È quasi tutto folle in questo film, ma sebbene Shamir manchi di alcune abilità (in questo caso, il materiale è innegabilmente più potente del suo regista) e tenti goffamente di entrare personalmente nella storia, offre anche alcune osservazioni interessanti. Sembra che ci siano alcuni aspetti degli insegnamenti di Raël che rendono semplicemente felici le persone: dalla fluidità e libertà sessuale, con le preferenze personali indicate da nastri colorati per risparmiare tempo, fino alla sua severa condanna della violenza. Si dice anche che Raël incoraggi gli africani a tornare alle loro radici e credenze tradizionali, e che abbia creato un ospedale per le vittime di infibulazione, finanziato attraverso "clitbox", la cui semplice premessa è di donare soldi ogni volta che si ha un orgasmo.

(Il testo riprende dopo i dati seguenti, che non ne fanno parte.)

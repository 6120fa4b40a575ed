//! # dialtone-client
//!
//! Async client for the classic Google Voice web interface — the service
//! never had a public API, so this client does what a browser would:
//!
//! - Browser-style login with persistent cookie jar and anti-forgery token
//! - Staleness-based re-auth, with the token re-extracted on every pass
//! - Feed scraping: voicemail, SMS, recent/placed/received/missed, search
//! - Dual-payload reconciliation — every feed response encodes the same
//!   conversations twice (JSON status blob + HTML fragment) and both halves
//!   must agree
//! - Token-stamped actions: dial, cancel, SMS, mark read, archive, DND,
//!   callback number
//! - Recording download to a local path
//!
//! The whole service surface (endpoints, form fields, scrape patterns) is
//! data in [`ServiceConfig`], so an interface revision is a config swap.
//!
//! The client is deliberately single-threaded: methods take `&mut self`, and
//! one [`Client`] owns one cookie jar file. Run it from a worker task and
//! keep exactly one per session.

#![deny(unsafe_code)]

mod actions;
mod auth;
mod config;
mod errors;
mod feeds;
mod retry;
mod session;
mod transport;
mod types;

pub mod envelope;
pub mod merge;
pub mod parser;

pub use actions::is_valid_number;
pub use config::{Endpoints, LoginForm, PatternConfig, ServiceConfig};
pub use errors::{BackendError, NetworkError, RemoteError};
pub use feeds::Feed;
pub use retry::{BoundedRetry, NoRetries, RetryContext, RetryPolicy};
pub use types::{
    Accuracy, Conversation, ConversationKind, Message, MessageText, NO_TRANSCRIPTION,
};

use std::collections::HashMap;
use std::path::{Path, PathBuf};

use serde_json::Value;

use crate::parser::Patterns;
use crate::session::SessionState;
use crate::transport::SessionTransport;

// ─── Client ───────────────────────────────────────────────────────────────────

/// The one public surface. Composes the session transport, auth state,
/// compiled patterns and service configuration.
pub struct Client {
    pub(crate) config: ServiceConfig,
    pub(crate) transport: SessionTransport,
    pub(crate) session: SessionState,
    pub(crate) patterns: Patterns,
}

impl Client {
    /// Open a client over the cookie jar at `cookie_path` with the given
    /// service configuration. Compiles the whole pattern battery once; no
    /// network traffic happens here.
    pub fn open(
        config: ServiceConfig,
        cookie_path: impl Into<PathBuf>,
    ) -> Result<Self, BackendError> {
        let patterns = Patterns::compile(&config.patterns)?;
        let retry = Box::new(BoundedRetry {
            limit: config.retry_limit,
            delay: config.retry_delay,
        });
        let transport = SessionTransport::open(
            cookie_path,
            &config.user_agent,
            config.socket_timeout,
            retry,
        )?;
        Ok(Self {
            config,
            transport,
            session: SessionState::default(),
            patterns,
        })
    }

    /// Open with [`ServiceConfig::default`].
    pub fn open_default(cookie_path: impl Into<PathBuf>) -> Result<Self, BackendError> {
        Self::open(ServiceConfig::default(), cookie_path)
    }

    // ── Feeds ──────────────────────────────────────────────────────────────

    /// Fetch one feed and reconstruct its conversations.
    pub async fn get_feed(&mut self, feed: Feed) -> Result<Vec<Conversation>, BackendError> {
        self.ensure_authed(false).await?;
        let body = self
            .transport
            .fetch(feed.url(&self.config.endpoints), None, None)
            .await?;
        let (json, html) = envelope::split(&body)?;
        let records = self.patterns.parse(&html, feed.kind());
        merge::merge(records, &json, feed.kind())
    }

    pub async fn get_voicemails(&mut self) -> Result<Vec<Conversation>, BackendError> {
        self.get_feed(Feed::Voicemail).await
    }

    pub async fn get_texts(&mut self) -> Result<Vec<Conversation>, BackendError> {
        self.get_feed(Feed::Sms).await
    }

    /// Everything the service lists as recent activity.
    pub async fn get_recent(&mut self) -> Result<Vec<Conversation>, BackendError> {
        self.get_feed(Feed::All).await
    }

    /// Full-text search across conversations.
    pub async fn search(&mut self, query: &str) -> Result<Vec<Conversation>, BackendError> {
        self.ensure_authed(false).await?;
        let url = reqwest::Url::parse_with_params(&self.config.endpoints.search, &[("q", query)])
            .map_err(|e| BackendError::Validation(format!("bad search query: {e}")))?;
        let body = self.transport.fetch(url.as_str(), None, None).await?;
        let (json, html) = envelope::split(&body)?;
        let kind = ConversationKind::Voicemail;
        let records = self.patterns.parse(&html, kind);
        merge::merge(records, &json, kind)
    }

    /// Per-label unread counts from the inbox envelope's JSON half.
    pub async fn get_unread_counts(&mut self) -> Result<HashMap<String, u64>, BackendError> {
        self.ensure_authed(false).await?;
        let body = self
            .transport
            .fetch(Feed::Inbox.url(&self.config.endpoints), None, None)
            .await?;
        let (json, _html) = envelope::split(&body)?;
        let mut counts = HashMap::new();
        if let Some(map) = json.get("unreadCounts").and_then(Value::as_object) {
            for (label, count) in map {
                counts.insert(label.clone(), count.as_u64().unwrap_or(0));
            }
        }
        Ok(counts)
    }

    /// Download a voicemail/recording by message id, writing the bytes to
    /// `out` verbatim.
    pub async fn download_recording(
        &mut self,
        message_id: &str,
        out: &Path,
    ) -> Result<(), BackendError> {
        if message_id.is_empty() {
            return Err(BackendError::Validation("empty message id".into()));
        }
        self.ensure_authed(false).await?;
        let url = format!("{}{}", self.config.endpoints.download, message_id);
        let body = self.transport.fetch(&url, None, None).await?;
        std::fs::write(out, &body)?;
        Ok(())
    }

    // ── Session accessors ──────────────────────────────────────────────────

    pub fn account_number(&self) -> Option<&str> {
        self.session.account_number.as_deref()
    }

    /// The number the service rings back when connecting a call.
    pub fn callback_number(&self) -> &str {
        &self.session.callback_number
    }

    /// number → human label, as scraped from the account page.
    pub fn callback_numbers(&self) -> &HashMap<String, String> {
        &self.session.callback_numbers
    }
}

Quando Raël inizia a cantare "Heal the World" (lett. guarisci il mondo) di Michael Jackson, è come se Will Ferrell dovesse saltar fuori da un momento all’altro per unirsi alla festa. Tuttavia, man mano che Shamir approfondisce il suo passato, quello di un ragazzo francese bullizzato con un padre assente, intravediamo il lato oscuro dietro tanta ridicolaggine. Emergono così alcune dinamiche che sembrano uscite da un fumetto. Ma tutto ciò sembra avere ben poca importanza. "Ecco perché siamo stati creati, per essere felici", predica Raël ai suoi grati seguaci, che gli donano il 10% dei loro guadagni. Secondo lui, a differenza delle grandi religioni organizzate, con questa le persone possono divertirsi e cambiare il mondo, sostenendo che se una volta è stato scelto il figlio di un falegname, perché ora non un aspirante cantante diventato fondatore di una rivista di macchine da corsa? Il che, in realtà, non fa una piega.

The Prophet and the Space Aliens è una coproduzione israelo-sudafricano-austriaca guidata da Tanya Aizikovich, Steven Markovitz e il regista stesso per Yoav Shamir Films (che gestisce anche le vendite internazionali), Big World Cinema e WILDart Film.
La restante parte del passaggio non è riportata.